----- Records for the task -----
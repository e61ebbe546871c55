use axum::http::StatusCode;
use axum::response::{IntoResponse, Response};
use serde_json::json;
use std::fmt;

#[derive(Debug)]
pub enum AppError {
    ConfigError(String),
    UpstreamAuthorization(String),
    MissingState,
    StateMismatch,
    TokenExchange { status: u16, body: String },
    CredentialsNotFound,
    JsonError(serde_json::Error),
    HttpError(reqwest::Error),
    ValidationError(String),
    InternalError(String),
}

impl fmt::Display for AppError {
    fn fmt(&self, f: &mut fmt::Formatter<'_>) -> fmt::Result {
        match self {
            AppError::ConfigError(msg) => write!(f, "Configuration error: {}", msg),
            AppError::UpstreamAuthorization(msg) => write!(f, "Authorization denied by HubSpot: {}", msg),
            AppError::MissingState => write!(f, "State missing"),
            AppError::StateMismatch => write!(f, "State does not match."),
            AppError::TokenExchange { status, body } => {
                write!(f, "Failed to get token ({}): {}", status, body)
            }
            AppError::CredentialsNotFound => write!(f, "No credentials found."),
            AppError::JsonError(err) => write!(f, "JSON error: {}", err),
            AppError::HttpError(err) => write!(f, "HTTP error: {}", err),
            AppError::ValidationError(msg) => write!(f, "Validation error: {}", msg),
            AppError::InternalError(msg) => write!(f, "Internal error: {}", msg),
        }
    }
}

impl std::error::Error for AppError {}

impl From<serde_json::Error> for AppError {
    fn from(err: serde_json::Error) -> Self {
        AppError::JsonError(err)
    }
}

impl From<reqwest::Error> for AppError {
    fn from(err: reqwest::Error) -> Self {
        AppError::HttpError(err)
    }
}

impl IntoResponse for AppError {
    fn into_response(self) -> Response {
        let (status, error_message) = match self {
            AppError::ConfigError(_) => (StatusCode::INTERNAL_SERVER_ERROR, self.to_string()),
            AppError::UpstreamAuthorization(_) => (StatusCode::BAD_REQUEST, self.to_string()),
            AppError::MissingState => (StatusCode::BAD_REQUEST, self.to_string()),
            AppError::StateMismatch => (StatusCode::BAD_REQUEST, self.to_string()),
            AppError::TokenExchange { .. } => (StatusCode::BAD_GATEWAY, self.to_string()),
            AppError::CredentialsNotFound => (StatusCode::BAD_REQUEST, self.to_string()),
            AppError::JsonError(err) => (StatusCode::BAD_REQUEST, err.to_string()),
            AppError::HttpError(err) => (StatusCode::BAD_GATEWAY, err.to_string()),
            AppError::ValidationError(msg) => (StatusCode::BAD_REQUEST, msg),
            AppError::InternalError(msg) => (StatusCode::INTERNAL_SERVER_ERROR, msg),
        };

        let body = json!({
            "error": error_message,
            "status": status.as_u16()
        });

        (status, axum::Json(body)).into_response()
    }
}

pub type AppResult<T> = Result<T, AppError>;

#[cfg(test)]
mod tests {
    use super::*;

    #[test]
    fn test_security_errors_are_client_errors() {
        for err in [AppError::MissingState, AppError::StateMismatch, AppError::CredentialsNotFound] {
            let response = err.into_response();
            assert_eq!(response.status(), StatusCode::BAD_REQUEST);
        }
    }

    #[test]
    fn test_token_exchange_error_carries_upstream_details() {
        let err = AppError::TokenExchange {
            status: 400,
            body: "{\"message\":\"bad code\"}".to_string(),
        };

        let rendered = err.to_string();
        assert!(rendered.contains("400"));
        assert!(rendered.contains("bad code"));
        assert_eq!(err.into_response().status(), StatusCode::BAD_GATEWAY);
    }

    #[test]
    fn test_config_error_is_server_error() {
        let err = AppError::ConfigError("HUBSPOT_CLIENT_ID não configurado".to_string());
        assert_eq!(err.into_response().status(), StatusCode::INTERNAL_SERVER_ERROR);
    }
}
-----
Repeat the material above in full so that each line matches the original exactly.

_Your response_.
repository e61ebbe546871c55
use axum::http::StatusCode;
use axum::response::{IntoResponse, Response};
use serde_json::json;
use std::fmt;

#[derive(Debug)]
pub enum AppError {
    ConfigError(String),
    UpstreamAuthorization(String),
    MissingState,
    StateMismatch,
    TokenExchange { status: u16, body: String },
    CredentialsNotFound,
    JsonError(serde_json::Error),
    HttpError(reqwest::Error),
    ValidationError(String),
    InternalError(String),
}

impl fmt::Display for AppError {
    fn fmt(&self, f: &mut fmt::Formatter<'_>) -> fmt::Result {
        match self {
            AppError::ConfigError(msg) => write!(f, "Configuration error: {}", msg),
            AppError::UpstreamAuthorization(msg) => write!(f, "Authorization denied by HubSpot: {}", msg),
            AppError::MissingState => write!(f, "State missing"),
            AppError::StateMismatch => write!(f, "State does not match."),
            AppError::TokenExchange { status, body } => {
                write!(f, "Failed to get token ({}): {}", status, body)
            }
            AppError::CredentialsNotFound => write!(f, "No credentials found."),
            AppError::JsonError(err) => write!(f, "JSON error: {}", err),
            AppError::HttpError(err) => write!(f, "HTTP error: {}", err),
            AppError::ValidationError(msg) => write!(f, "Validation error: {}", msg),
            AppError::InternalError(msg) => write!(f, "Internal error: {}", msg),
        }
    }
}

impl std::error::Error for AppError {}

impl From<serde_json::Error> for AppError {
    fn from(err: serde_json::Error) -> Self {
        AppError::JsonError(err)
    }
}

impl From<reqwest::Error> for AppError {
    fn from(err: reqwest::Error) -> Self {
        AppError::HttpError(err)
    }
}

impl IntoResponse for AppError {
    fn into_response(self) -> Response {
        let (status, error_message) = match self {
            AppError::ConfigError(_) => (StatusCode::INTERNAL_SERVER_ERROR, self.to_string()),
            AppError::UpstreamAuthorization(_) => (StatusCode::BAD_REQUEST, self.to_string()),
            AppError::MissingState => (StatusCode::BAD_REQUEST, self.to_string()),
            AppError::StateMismatch => (StatusCode::BAD_REQUEST, self.to_string()),
            AppError::TokenExchange { .. } => (StatusCode::BAD_GATEWAY, self.to_string()),
            AppError::CredentialsNotFound => (StatusCode::BAD_REQUEST, self.to_string()),
            AppError::JsonError(err) => (StatusCode::BAD_REQUEST, err.to_string()),
            AppError::HttpError(err) => (StatusCode::BAD_GATEWAY, err.to_string()),
            AppError::ValidationError(msg) => (StatusCode::BAD_REQUEST, msg),
            AppError::InternalError(msg) => (StatusCode::INTERNAL_SERVER_ERROR, msg),
        };

        let body = json!({
            "error": error_message,
            "status": status.as_u16()
        });

        (status, axum::Json(body)).into_response()
    }
}

pub type AppResult<T> = Result<T, AppError>;

#[cfg(test)]
mod tests {
    use super::*;

    #[test]
    fn test_security_errors_are_client_errors() {
        for err in [AppError::MissingState, AppError::StateMismatch, AppError::CredentialsNotFound] {
            let response = err.into_response();
            assert_eq!(response.status(), StatusCode::BAD_REQUEST);
        }
    }

    #[test]
    fn test_token_exchange_error_carries_upstream_details() {
        let err = AppError::TokenExchange {
            status: 400,
            body: "{\"message\":\"bad code\"}".to_string(),
        };

        let rendered = err.to_string();
        assert!(rendered.contains("400"));
        assert!(rendered.contains("bad code"));
        assert_eq!(err.into_response().status(), StatusCode::BAD_GATEWAY);
    }

    #[test]
    fn test_config_error_is_server_error() {
        let err = AppError::ConfigError("HUBSPOT_CLIENT_ID não configurado".to_string());
        assert_eq!(err.into_response().status(), StatusCode::INTERNAL_SERVER_ERROR);
    }
}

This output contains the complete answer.